At this point I should remind readers that I am expressing my personal opinion, as a peculiar and occasional user of such technologies, and whatever I say about their future is not a Gartner position (there are a lot of esteemed colleagues who track users and vendors in this space).
The reason for my skepticism is related to the information bandwidth of in-person meetings. It is not just a matter of capturing body language or having a better and more natural interaction in a one-to-many environment. It is not just about the fact that you never really know how much attention people dialing into an audio teleconference are really paying to the conversation versus the multiple tasks they perform on their laptop. It is not just about the fact that people who know they are being videotaped may behave in a slightly different, somewhat more artificial manner.
It is about missing the whole context around that meeting.
Details such as:
- The choice of meeting location: downtown, suburbs, a rented facility, and why such a choice?
- The trip to that place from an airport or a train station, with a wonderful opportunity to get a glimpse of how things are going in that part of the world: how much retail space is available for rent is a good measure of how the economy goes, while the number of beggars or homeless are a good indication of how strong or weak the social fabric is.
- The physical layout of the work environment around the meeting room (which you discover as you walk through the aisle): are there corners for donations, are there a lot of or too few personal touches (like family pictures or souvenirs from holidays), are all cubicles occupied or are there quite a few empty ones, and are these new or not, all this tells you a lot about the quality of the working environment, whether employees are happy, whether the organization is expanding or contracting.
- The type and quality of refreshments and how people use them to support the meeting or to build small breaks: are they just a matter of courtesy or something thy do all the time, if they have dietary requirements (for example due to religious fasting) will they offer you something anyhow?

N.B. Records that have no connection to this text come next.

//! Startup configuration.
//!
//! The configuration is read once from a JSON file. The database password and
//! the bot token may also be supplied by the caller (CLI or environment), in
//! which case they take precedence and the file fields become optional.

use serde::Deserialize;
use std::fmt;
use std::path::{Path, PathBuf};

use crate::error::ConfigError;

/// Environment variable pointing at the configuration file.
pub const CONFIG_PATH_ENV: &str = "STRANGERBOT_CONFIG";

/// Reason given when the file does not have the expected shape.
const MALFORMED: &str = "required parameters are missing or malformed";

#[derive(Clone)]
pub struct Configuration {
    pub database_host: String,
    pub database_name: String,
    pub database_user: String,
    pub database_password: String,
    pub token: String,
    /// Passed through to the logging setup untouched.
    pub logging: serde_json::Value,
    pub admins_telegram_ids: Vec<i64>,
}

/// On-disk layout of the configuration file.
#[derive(Debug, Deserialize)]
struct ConfigFile {
    database: DatabaseSection,
    logging: serde_json::Value,
    #[serde(default)]
    token: Option<String>,
    #[serde(default)]
    admins: Vec<i64>,
}

#[derive(Debug, Deserialize)]
struct DatabaseSection {
    host: String,
    name: String,
    user: String,
    #[serde(default)]
    password: Option<String>,
}

impl Configuration {
    /// Loads the configuration from `path`.
    ///
    /// `database_password` and `token` override the corresponding file values
    /// when given.
    pub fn load(
        path: impl AsRef<Path>,
        database_password: Option<String>,
        token: Option<String>,
    ) -> Result<Self, ConfigError> {
        let path = path.as_ref();
        let display = path.display().to_string();

        let content = std::fs::read_to_string(path).map_err(|e| {
            let err = ConfigError::Io(display.clone());
            tracing::error!("{}: {}", err, e);
            err
        })?;

        Self::from_json_str(&content, &display, database_password, token)
    }

    /// Builds the configuration from already-read file content.
    ///
    /// `origin` only names the source in error messages.
    pub fn from_json_str(
        content: &str,
        origin: &str,
        database_password: Option<String>,
        token: Option<String>,
    ) -> Result<Self, ConfigError> {
        let value: serde_json::Value = serde_json::from_str(content).map_err(|e| {
            let err = ConfigError::Parse(origin.to_string());
            tracing::error!("{}: {}", err, e);
            err
        })?;

        let file: ConfigFile = serde_json::from_value(value).map_err(|e| {
            let err = ConfigError::MissingField(MALFORMED.to_string());
            tracing::error!("Failed to obtain parameters from \"{}\": {}", origin, e);
            err
        })?;

        for (field, value) in [
            ("database.host", &file.database.host),
            ("database.name", &file.database.name),
            ("database.user", &file.database.user),
        ] {
            if value.is_empty() {
                return Err(missing(origin, field));
            }
        }

        let database_password = database_password
            .or(file.database.password)
            .ok_or_else(|| missing(origin, "database.password"))?;
        let token = token.or(file.token).ok_or_else(|| missing(origin, "token"))?;

        Ok(Self {
            database_host: file.database.host,
            database_name: file.database.name,
            database_user: file.database.user,
            database_password,
            token,
            logging: file.logging,
            admins_telegram_ids: file.admins,
        })
    }
}

fn missing(origin: &str, field: &'static str) -> ConfigError {
    tracing::error!("Failed to obtain parameters from \"{}\": {} is missing", origin, field);
    ConfigError::MissingField(field.to_string())
}

impl fmt::Debug for Configuration {
    fn fmt(&self, f: &mut fmt::Formatter<'_>) -> fmt::Result {
        f.debug_struct("Configuration")
            .field("database_host", &self.database_host)
            .field("database_name", &self.database_name)
            .field("database_user", &self.database_user)
            .field("database_password", &"<redacted>")
            .field("token", &"<redacted>")
            .field("logging", &self.logging)
            .field("admins_telegram_ids", &self.admins_telegram_ids)
            .finish()
    }
}

/// Returns the configuration path to use when none is given.
///
/// - `STRANGERBOT_CONFIG` if set
/// - `<config dir>/strangerbot/config.json`
/// - `./config.json` as a last resort
pub fn default_config_path() -> PathBuf {
    if let Ok(path) = std::env::var(CONFIG_PATH_ENV) {
        return PathBuf::from(path);
    }

    dirs::config_dir()
        .map(|dir| dir.join("strangerbot").join("config.json"))
        .unwrap_or_else(|| PathBuf::from("config.json"))
}

#[cfg(test)]
mod tests {
    use super::*;
    use crate::error::ConfigErrorKind;
    use crate::logging::capture::CapturedLogs;
    use std::io::Write;
    use tempfile::NamedTempFile;

    const FULL: &str = r#"{
        "database": {"host": "db.local", "name": "randtalk", "user": "bot", "password": "secret"},
        "logging": {"level": "debug"},
        "token": "123:ABC",
        "admins": [31416, 27183]
    }"#;

    fn write_config(content: &str) -> NamedTempFile {
        let mut file = NamedTempFile::new().unwrap();
        file.write_all(content.as_bytes()).unwrap();
        file
    }

    /// Runs `f` under a subscriber writing into the returned buffer.
    fn with_captured_logs<T>(f: impl FnOnce() -> T) -> (T, String) {
        let logs = CapturedLogs::default();
        let writer = logs.clone();
        let subscriber = tracing_subscriber::fmt()
            .with_writer(move || writer.clone())
            .with_ansi(false)
            .finish();

        let result = tracing::subscriber::with_default(subscriber, f);
        (result, logs.contents())
    }

    #[test]
    fn test_load_full_config() {
        let file = write_config(FULL);
        let config = Configuration::load(file.path(), None, None).unwrap();

        assert_eq!(config.database_host, "db.local");
        assert_eq!(config.database_name, "randtalk");
        assert_eq!(config.database_user, "bot");
        assert_eq!(config.database_password, "secret");
        assert_eq!(config.token, "123:ABC");
        assert_eq!(config.logging["level"], "debug");
        assert_eq!(config.admins_telegram_ids, vec![31416, 27183]);
    }

    #[test]
    fn test_missing_file() {
        let dir = tempfile::tempdir().unwrap();
        let err = Configuration::load(dir.path().join("nope.json"), None, None).unwrap_err();

        assert_eq!(err.kind(), ConfigErrorKind::Io);
    }

    #[test]
    fn test_invalid_json() {
        let file = write_config("{ not json");
        let err = Configuration::load(file.path(), None, None).unwrap_err();

        assert_eq!(err.kind(), ConfigErrorKind::Parse);
    }

    #[test]
    fn test_missing_database_host() {
        let json = r#"{
            "database": {"name": "randtalk", "user": "bot", "password": "secret"},
            "logging": {},
            "token": "123:ABC"
        }"#;
        let err = Configuration::from_json_str(json, "test", None, None).unwrap_err();

        assert_eq!(err.kind(), ConfigErrorKind::MissingField);
    }

    #[test]
    fn test_database_not_an_object() {
        let json = r#"{"database": "db.local", "logging": {}, "token": "123:ABC"}"#;
        let err = Configuration::from_json_str(json, "test", None, None).unwrap_err();

        assert_eq!(err.kind(), ConfigErrorKind::MissingField);
    }

    #[test]
    fn test_top_level_not_an_object() {
        let err = Configuration::from_json_str("[1, 2, 3]", "test", None, None).unwrap_err();

        assert_eq!(err.kind(), ConfigErrorKind::MissingField);
    }

    #[test]
    fn test_shape_error_keeps_serde_detail_out_of_reason() {
        let json = r#"{"database": {"host": 1}, "logging": {}, "token": "123:ABC"}"#;
        let (result, logs) =
            with_captured_logs(|| Configuration::from_json_str(json, "test", None, None));

        let err = result.unwrap_err();
        assert_eq!(err, ConfigError::MissingField(MALFORMED.to_string()));
        assert!(!err.to_string().contains("line"));
        assert!(logs.contains("invalid type"));
    }

    #[test]
    fn test_empty_database_user() {
        let json = r#"{
            "database": {"host": "db.local", "name": "randtalk", "user": "", "password": "secret"},
            "logging": {},
            "token": "123:ABC"
        }"#;
        let err = Configuration::from_json_str(json, "test", None, None).unwrap_err();

        assert_eq!(err, ConfigError::MissingField("database.user".to_string()));
    }

    #[test]
    fn test_missing_logging() {
        let json = r#"{
            "database": {"host": "db.local", "name": "randtalk", "user": "bot", "password": "secret"},
            "token": "123:ABC"
        }"#;
        let err = Configuration::from_json_str(json, "test", None, None).unwrap_err();

        assert_eq!(err.kind(), ConfigErrorKind::MissingField);
    }

    #[test]
    fn test_token_override_wins() {
        let config =
            Configuration::from_json_str(FULL, "test", None, Some("override".to_string()))
                .unwrap();

        assert_eq!(config.token, "override");
        assert_eq!(config.database_password, "secret");
    }

    #[test]
    fn test_overrides_make_file_fields_optional() {
        let json = r#"{
            "database": {"host": "db.local", "name": "randtalk", "user": "bot"},
            "logging": {}
        }"#;
        let config = Configuration::from_json_str(
            json,
            "test",
            Some("pw".to_string()),
            Some("tok".to_string()),
        )
        .unwrap();

        assert_eq!(config.database_password, "pw");
        assert_eq!(config.token, "tok");
    }

    #[test]
    fn test_missing_token_without_override() {
        let json = r#"{
            "database": {"host": "db.local", "name": "randtalk", "user": "bot", "password": "pw"},
            "logging": {}
        }"#;
        let err = Configuration::from_json_str(json, "test", None, None).unwrap_err();

        assert_eq!(err, ConfigError::MissingField("token".to_string()));
    }

    #[test]
    fn test_admins_default_to_empty() {
        let json = r#"{
            "database": {"host": "db.local", "name": "randtalk", "user": "bot", "password": "pw"},
            "logging": {},
            "token": "tok"
        }"#;
        let config = Configuration::from_json_str(json, "test", None, None).unwrap();

        assert!(config.admins_telegram_ids.is_empty());
    }

    #[test]
    fn test_missing_file_is_logged() {
        let dir = tempfile::tempdir().unwrap();
        let path = dir.path().join("nope.json");
        let (result, logs) = with_captured_logs(|| Configuration::load(&path, None, None));

        assert_eq!(result.unwrap_err().kind(), ConfigErrorKind::Io);
        assert!(logs.contains("ERROR"));
        assert!(logs.contains(&format!("Failed to open \"{}\"", path.display())));
    }

    #[test]
    fn test_invalid_json_is_logged() {
        let file = write_config("{ not json");
        let (result, logs) = with_captured_logs(|| Configuration::load(file.path(), None, None));

        assert_eq!(result.unwrap_err().kind(), ConfigErrorKind::Parse);
        assert!(logs.contains("Failed to parse"));
        assert!(logs.contains("key must be a string"));
    }

    #[test]
    fn test_missing_field_is_logged() {
        let json = r#"{
            "database": {"host": "db.local", "name": "randtalk", "user": "bot", "password": "pw"},
            "logging": {}
        }"#;
        let (result, logs) =
            with_captured_logs(|| Configuration::from_json_str(json, "bot.json", None, None));

        assert_eq!(result.unwrap_err(), ConfigError::MissingField("token".to_string()));
        assert!(logs.contains("Failed to obtain parameters from \"bot.json\": token is missing"));
    }

    #[test]
    fn test_debug_redacts_secrets() {
        let config = Configuration::from_json_str(FULL, "test", None, None).unwrap();
        let debug = format!("{:?}", config);

        assert!(!debug.contains("secret"));
        assert!(!debug.contains("123:ABC"));
        assert!(debug.contains("db.local"));
    }
}
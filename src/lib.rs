//! Admin control plane of a random-chat pairing bot.
//!
//! Loads the startup configuration and lets privileged users run
//! administrative commands against the registry of strangers.

pub mod admin;
pub mod config;
pub mod console;
pub mod error;
pub mod logging;
pub mod message;
pub mod sender;
pub mod stranger;

pub use config::Configuration;
pub use error::{BotError, ConfigError, ConfigErrorKind, SenderError, StrangerError};
pub use message::Message;
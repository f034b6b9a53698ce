//! Notification senders.

use async_trait::async_trait;
use std::sync::Arc;
use tokio::io::{AsyncWrite, AsyncWriteExt};
use tokio::sync::Mutex;

use crate::error::SenderError;

/// Sends one-way text notifications to a single chat.
#[async_trait]
pub trait NotificationSender: Send + Sync {
    async fn send_notification(&self, text: &str) -> Result<(), SenderError>;
}

/// Writes notifications for one chat as lines to an async writer.
pub struct ConsoleSender<W> {
    chat_id: i64,
    out: Arc<Mutex<W>>,
}

impl<W> ConsoleSender<W> {
    pub fn new(chat_id: i64, out: Arc<Mutex<W>>) -> Self {
        Self { chat_id, out }
    }
}

#[async_trait]
impl<W> NotificationSender for ConsoleSender<W>
where
    W: AsyncWrite + Unpin + Send,
{
    async fn send_notification(&self, text: &str) -> Result<(), SenderError> {
        let line = format!("[{}] {}\n", self.chat_id, text);
        let mut out = self.out.lock().await;
        out.write_all(line.as_bytes()).await?;
        out.flush().await?;
        Ok(())
    }
}
//! Privileged command routing.
//!
//! Commands from admin chats go through an [`AdminHandler`]; everything else
//! goes straight to the chat's regular command handler.

use std::collections::HashSet;
use std::sync::Arc;
use std::time::Duration;
use tracing::debug;

use crate::admin::handler::{AdminHandler, CommandHandler, SessionContext};
use crate::error::BotError;
use crate::message::Message;
use crate::sender::NotificationSender;
use crate::stranger::StrangerService;

/// Default time a single command may take before it is abandoned
pub const DEFAULT_COMMAND_TIMEOUT: Duration = Duration::from_secs(30);

/// Provides the per-chat collaborators of a session.
pub trait SessionFactory: Send + Sync {
    fn sender(&self, chat_id: i64) -> Arc<dyn NotificationSender>;

    /// Handler for commands that are not admin commands.
    fn command_handler(&self, chat_id: i64) -> Arc<dyn CommandHandler>;
}

pub struct CommandRouter {
    admins: HashSet<i64>,
    registry: Arc<dyn StrangerService>,
    sessions: Arc<dyn SessionFactory>,
    timeout: Duration,
}

impl CommandRouter {
    pub fn new(
        admins: impl IntoIterator<Item = i64>,
        registry: Arc<dyn StrangerService>,
        sessions: Arc<dyn SessionFactory>,
        timeout: Duration,
    ) -> Self {
        Self {
            admins: admins.into_iter().collect(),
            registry,
            sessions,
            timeout,
        }
    }

    pub fn is_admin(&self, chat_id: i64) -> bool {
        self.admins.contains(&chat_id)
    }

    /// Handles one inbound command, bounded by the configured timeout.
    pub async fn dispatch(&self, message: Message) -> Result<(), BotError> {
        let chat_id = message.chat_id;
        let fallback = self.sessions.command_handler(chat_id);

        let handling = async {
            if self.is_admin(chat_id) {
                debug!("Routing /{} from admin {}", message.command, chat_id);
                let ctx = SessionContext {
                    chat_id,
                    timeout: self.timeout,
                };
                let handler = AdminHandler::new(
                    ctx,
                    self.registry.clone(),
                    self.sessions.sender(chat_id),
                    fallback,
                );
                handler.handle_command(&message).await
            } else {
                fallback.handle_command(&message).await
            }
        };

        tokio::time::timeout(self.timeout, handling)
            .await
            .map_err(|_| BotError::Timeout(self.timeout))?
    }
}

You get a lot about how much they value your time by these simple behaviors.
- The use of jokes or hand gestures drawing diagrams in the air, which usually get lost during video conferences (let alone audio ones), and add color to the discussion.
- The way people choose to sit around the table and at which distance (when I was a high school student I came across proxemics, which is a discipline studying how people physically distance from each other, very interesting to read between the lines of power structures)
- The way you are welcomed: how much security in the building, is that for real of for compliance, do they walk you in and out as a matter of courtesy or because they have to?
For how convenient a remote meeting might be, there is a lot of information that you do not capture neither before, nor during, nor immediately after a meeting, which could be essential to your conduct during the meeting, to establish a better connection with your counterpart and to deliver greater overall value to your and your clients’ organization.
Of course there are plenty of cases where teleconferences are absolutely fine, or simply are the only option. But I would argue that there are good reasons for caution for all those who are strong believers that virtual communications will replace physical ones: it ain’t going to happen any time soon.